▶ _Work to be completed_:
Given the records below, pull every line with the word "ChunkIndex" into the answer.

▶ _Data for the task_:

····················

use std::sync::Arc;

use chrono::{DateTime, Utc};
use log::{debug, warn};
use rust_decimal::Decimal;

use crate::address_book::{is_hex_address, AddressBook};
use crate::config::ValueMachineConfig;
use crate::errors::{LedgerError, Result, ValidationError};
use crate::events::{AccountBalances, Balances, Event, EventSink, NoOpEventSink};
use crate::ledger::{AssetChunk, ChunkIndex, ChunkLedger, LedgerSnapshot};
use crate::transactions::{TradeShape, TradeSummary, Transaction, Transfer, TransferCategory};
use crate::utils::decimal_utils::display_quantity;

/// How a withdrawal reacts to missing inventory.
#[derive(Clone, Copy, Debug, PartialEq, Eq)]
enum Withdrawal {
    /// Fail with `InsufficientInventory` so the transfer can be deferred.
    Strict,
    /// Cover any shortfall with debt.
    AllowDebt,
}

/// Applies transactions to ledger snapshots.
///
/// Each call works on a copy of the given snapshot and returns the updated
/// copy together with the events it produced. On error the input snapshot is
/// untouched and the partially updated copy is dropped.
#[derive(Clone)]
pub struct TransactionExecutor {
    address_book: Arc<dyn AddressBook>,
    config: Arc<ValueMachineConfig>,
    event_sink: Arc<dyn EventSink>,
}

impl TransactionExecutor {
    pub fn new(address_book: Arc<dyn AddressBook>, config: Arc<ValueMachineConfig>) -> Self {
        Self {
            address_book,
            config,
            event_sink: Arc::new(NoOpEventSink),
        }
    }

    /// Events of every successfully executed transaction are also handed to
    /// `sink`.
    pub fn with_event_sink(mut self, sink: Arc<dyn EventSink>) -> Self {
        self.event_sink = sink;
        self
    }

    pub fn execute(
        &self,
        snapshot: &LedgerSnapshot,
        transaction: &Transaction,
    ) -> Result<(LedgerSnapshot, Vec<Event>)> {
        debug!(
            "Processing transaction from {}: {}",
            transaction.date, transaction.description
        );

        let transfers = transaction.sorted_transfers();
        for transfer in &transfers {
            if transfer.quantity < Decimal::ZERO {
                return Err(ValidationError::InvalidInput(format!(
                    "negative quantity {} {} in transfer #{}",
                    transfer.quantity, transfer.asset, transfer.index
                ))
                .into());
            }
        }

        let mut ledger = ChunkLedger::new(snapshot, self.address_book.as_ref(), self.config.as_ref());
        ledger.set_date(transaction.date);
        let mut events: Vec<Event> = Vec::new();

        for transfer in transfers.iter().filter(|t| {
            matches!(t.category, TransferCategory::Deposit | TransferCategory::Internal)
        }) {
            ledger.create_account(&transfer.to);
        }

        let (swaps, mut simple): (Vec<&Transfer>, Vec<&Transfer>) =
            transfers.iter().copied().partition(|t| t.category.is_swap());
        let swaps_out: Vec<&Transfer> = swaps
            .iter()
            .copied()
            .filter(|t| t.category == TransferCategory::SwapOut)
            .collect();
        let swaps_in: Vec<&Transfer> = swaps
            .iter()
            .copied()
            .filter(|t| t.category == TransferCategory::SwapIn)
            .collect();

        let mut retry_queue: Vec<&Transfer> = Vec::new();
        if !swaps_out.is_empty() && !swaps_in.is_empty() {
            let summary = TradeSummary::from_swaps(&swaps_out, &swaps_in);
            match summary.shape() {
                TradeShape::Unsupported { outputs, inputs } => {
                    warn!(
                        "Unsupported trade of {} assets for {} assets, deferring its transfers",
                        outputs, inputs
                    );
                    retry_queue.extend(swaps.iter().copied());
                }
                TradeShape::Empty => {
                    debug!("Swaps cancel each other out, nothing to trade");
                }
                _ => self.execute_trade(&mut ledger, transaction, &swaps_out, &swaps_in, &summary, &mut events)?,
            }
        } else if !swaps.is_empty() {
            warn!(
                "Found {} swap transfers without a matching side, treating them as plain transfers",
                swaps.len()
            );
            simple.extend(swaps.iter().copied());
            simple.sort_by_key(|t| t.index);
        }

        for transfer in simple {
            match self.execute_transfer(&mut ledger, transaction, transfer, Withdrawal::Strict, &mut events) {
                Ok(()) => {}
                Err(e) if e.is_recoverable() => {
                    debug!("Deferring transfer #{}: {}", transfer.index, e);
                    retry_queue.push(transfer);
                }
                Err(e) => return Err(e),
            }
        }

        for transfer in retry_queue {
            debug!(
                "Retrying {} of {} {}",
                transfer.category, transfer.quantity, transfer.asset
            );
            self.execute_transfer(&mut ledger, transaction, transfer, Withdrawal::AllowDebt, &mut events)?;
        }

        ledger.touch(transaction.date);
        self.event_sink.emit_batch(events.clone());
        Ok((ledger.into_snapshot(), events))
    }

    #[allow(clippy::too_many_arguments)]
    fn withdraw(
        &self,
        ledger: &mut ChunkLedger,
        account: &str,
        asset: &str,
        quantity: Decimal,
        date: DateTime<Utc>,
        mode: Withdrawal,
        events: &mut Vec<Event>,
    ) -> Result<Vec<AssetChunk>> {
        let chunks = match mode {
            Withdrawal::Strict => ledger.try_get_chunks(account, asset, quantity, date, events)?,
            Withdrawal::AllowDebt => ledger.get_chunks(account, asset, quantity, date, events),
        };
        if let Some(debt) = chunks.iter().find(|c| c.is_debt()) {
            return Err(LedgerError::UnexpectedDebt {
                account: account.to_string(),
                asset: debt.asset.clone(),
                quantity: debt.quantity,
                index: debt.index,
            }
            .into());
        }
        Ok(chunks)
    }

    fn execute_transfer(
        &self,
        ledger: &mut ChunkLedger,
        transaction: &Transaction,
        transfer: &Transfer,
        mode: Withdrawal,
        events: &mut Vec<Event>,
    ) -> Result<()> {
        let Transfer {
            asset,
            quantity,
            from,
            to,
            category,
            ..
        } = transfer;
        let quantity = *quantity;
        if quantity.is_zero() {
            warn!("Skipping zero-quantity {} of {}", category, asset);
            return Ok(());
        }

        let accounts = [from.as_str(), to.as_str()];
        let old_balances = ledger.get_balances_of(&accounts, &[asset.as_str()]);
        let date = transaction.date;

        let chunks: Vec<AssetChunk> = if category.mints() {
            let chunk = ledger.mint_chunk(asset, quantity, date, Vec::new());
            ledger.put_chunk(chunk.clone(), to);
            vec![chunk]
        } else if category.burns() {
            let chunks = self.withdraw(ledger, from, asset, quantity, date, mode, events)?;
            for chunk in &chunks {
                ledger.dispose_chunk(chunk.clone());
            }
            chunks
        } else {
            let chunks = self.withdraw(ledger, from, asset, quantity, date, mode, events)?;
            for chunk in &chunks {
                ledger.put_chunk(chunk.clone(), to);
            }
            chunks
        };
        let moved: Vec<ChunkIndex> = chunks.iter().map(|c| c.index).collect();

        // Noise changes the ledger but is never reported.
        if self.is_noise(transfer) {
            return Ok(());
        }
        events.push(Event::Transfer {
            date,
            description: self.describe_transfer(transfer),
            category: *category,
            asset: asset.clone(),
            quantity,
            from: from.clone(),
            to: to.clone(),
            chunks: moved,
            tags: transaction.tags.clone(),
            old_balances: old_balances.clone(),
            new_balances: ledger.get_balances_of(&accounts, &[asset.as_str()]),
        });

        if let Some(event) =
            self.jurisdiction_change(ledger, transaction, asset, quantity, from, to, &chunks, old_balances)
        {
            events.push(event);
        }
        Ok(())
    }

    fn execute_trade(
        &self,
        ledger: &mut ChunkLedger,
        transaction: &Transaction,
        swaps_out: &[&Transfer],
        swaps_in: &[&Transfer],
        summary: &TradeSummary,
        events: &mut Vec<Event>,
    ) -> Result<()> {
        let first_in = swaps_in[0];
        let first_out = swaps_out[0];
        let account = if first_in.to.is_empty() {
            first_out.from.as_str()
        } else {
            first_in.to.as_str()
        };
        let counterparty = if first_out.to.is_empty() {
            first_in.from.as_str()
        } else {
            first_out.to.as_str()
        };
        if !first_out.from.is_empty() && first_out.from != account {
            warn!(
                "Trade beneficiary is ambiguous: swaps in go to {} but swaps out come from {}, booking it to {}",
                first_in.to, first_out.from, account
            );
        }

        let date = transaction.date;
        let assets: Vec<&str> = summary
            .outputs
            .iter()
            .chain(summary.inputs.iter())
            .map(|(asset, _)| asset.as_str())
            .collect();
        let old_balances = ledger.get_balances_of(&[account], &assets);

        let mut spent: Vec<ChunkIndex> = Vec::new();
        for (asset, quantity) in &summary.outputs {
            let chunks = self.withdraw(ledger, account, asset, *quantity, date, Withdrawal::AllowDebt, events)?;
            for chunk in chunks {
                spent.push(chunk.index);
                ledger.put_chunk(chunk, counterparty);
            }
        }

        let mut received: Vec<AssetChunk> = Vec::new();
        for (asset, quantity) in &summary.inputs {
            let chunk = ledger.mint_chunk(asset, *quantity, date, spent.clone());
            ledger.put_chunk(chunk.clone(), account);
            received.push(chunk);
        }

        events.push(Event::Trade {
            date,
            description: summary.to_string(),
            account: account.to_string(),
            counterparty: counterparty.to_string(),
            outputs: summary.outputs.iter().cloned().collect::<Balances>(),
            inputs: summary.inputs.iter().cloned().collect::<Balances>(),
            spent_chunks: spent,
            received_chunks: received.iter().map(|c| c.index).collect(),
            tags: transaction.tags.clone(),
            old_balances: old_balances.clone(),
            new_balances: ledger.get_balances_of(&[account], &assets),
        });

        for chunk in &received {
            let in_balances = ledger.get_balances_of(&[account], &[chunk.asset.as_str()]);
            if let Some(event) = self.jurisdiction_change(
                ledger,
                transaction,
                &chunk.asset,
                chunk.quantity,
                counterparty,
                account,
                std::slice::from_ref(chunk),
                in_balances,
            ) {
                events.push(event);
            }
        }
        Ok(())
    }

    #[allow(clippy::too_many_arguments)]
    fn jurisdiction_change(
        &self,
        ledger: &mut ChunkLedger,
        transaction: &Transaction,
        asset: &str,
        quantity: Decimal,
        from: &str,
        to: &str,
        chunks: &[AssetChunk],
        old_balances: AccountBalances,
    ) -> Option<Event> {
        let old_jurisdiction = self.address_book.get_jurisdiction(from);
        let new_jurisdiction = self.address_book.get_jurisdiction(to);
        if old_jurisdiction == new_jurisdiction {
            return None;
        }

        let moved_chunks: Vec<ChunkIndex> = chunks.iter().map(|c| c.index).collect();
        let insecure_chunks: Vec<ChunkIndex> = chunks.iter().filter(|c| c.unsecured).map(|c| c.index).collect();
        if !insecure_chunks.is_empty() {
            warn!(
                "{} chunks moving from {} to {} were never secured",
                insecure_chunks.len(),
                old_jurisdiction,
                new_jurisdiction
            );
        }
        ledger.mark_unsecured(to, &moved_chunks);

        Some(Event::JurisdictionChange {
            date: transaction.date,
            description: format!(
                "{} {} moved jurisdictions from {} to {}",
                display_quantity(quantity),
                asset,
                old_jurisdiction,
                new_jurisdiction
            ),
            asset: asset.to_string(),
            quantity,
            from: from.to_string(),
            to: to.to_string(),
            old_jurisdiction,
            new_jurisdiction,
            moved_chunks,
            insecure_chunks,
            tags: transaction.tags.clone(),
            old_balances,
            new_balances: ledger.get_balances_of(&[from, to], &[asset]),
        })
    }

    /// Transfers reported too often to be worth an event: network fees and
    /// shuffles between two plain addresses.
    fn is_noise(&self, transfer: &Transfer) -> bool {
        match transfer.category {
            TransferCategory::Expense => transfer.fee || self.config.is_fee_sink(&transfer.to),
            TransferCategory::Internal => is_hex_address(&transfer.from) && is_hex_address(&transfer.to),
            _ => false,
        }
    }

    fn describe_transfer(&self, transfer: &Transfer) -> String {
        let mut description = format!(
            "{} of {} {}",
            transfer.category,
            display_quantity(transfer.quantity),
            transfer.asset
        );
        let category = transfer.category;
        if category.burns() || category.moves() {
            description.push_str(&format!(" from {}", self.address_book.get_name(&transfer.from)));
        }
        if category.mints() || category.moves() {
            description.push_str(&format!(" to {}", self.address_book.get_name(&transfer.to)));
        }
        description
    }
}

····················

▶ _Solution for this task_:
use crate::ledger::{AssetChunk, ChunkIndex, ChunkLedger, LedgerSnapshot};
        let moved: Vec<ChunkIndex> = chunks.iter().map(|c| c.index).collect();
        let mut spent: Vec<ChunkIndex> = Vec::new();
        let moved_chunks: Vec<ChunkIndex> = chunks.iter().map(|c| c.index).collect();
        let insecure_chunks: Vec<ChunkIndex> = chunks.iter().filter(|c| c.unsecured).map(|c| c.index).collect();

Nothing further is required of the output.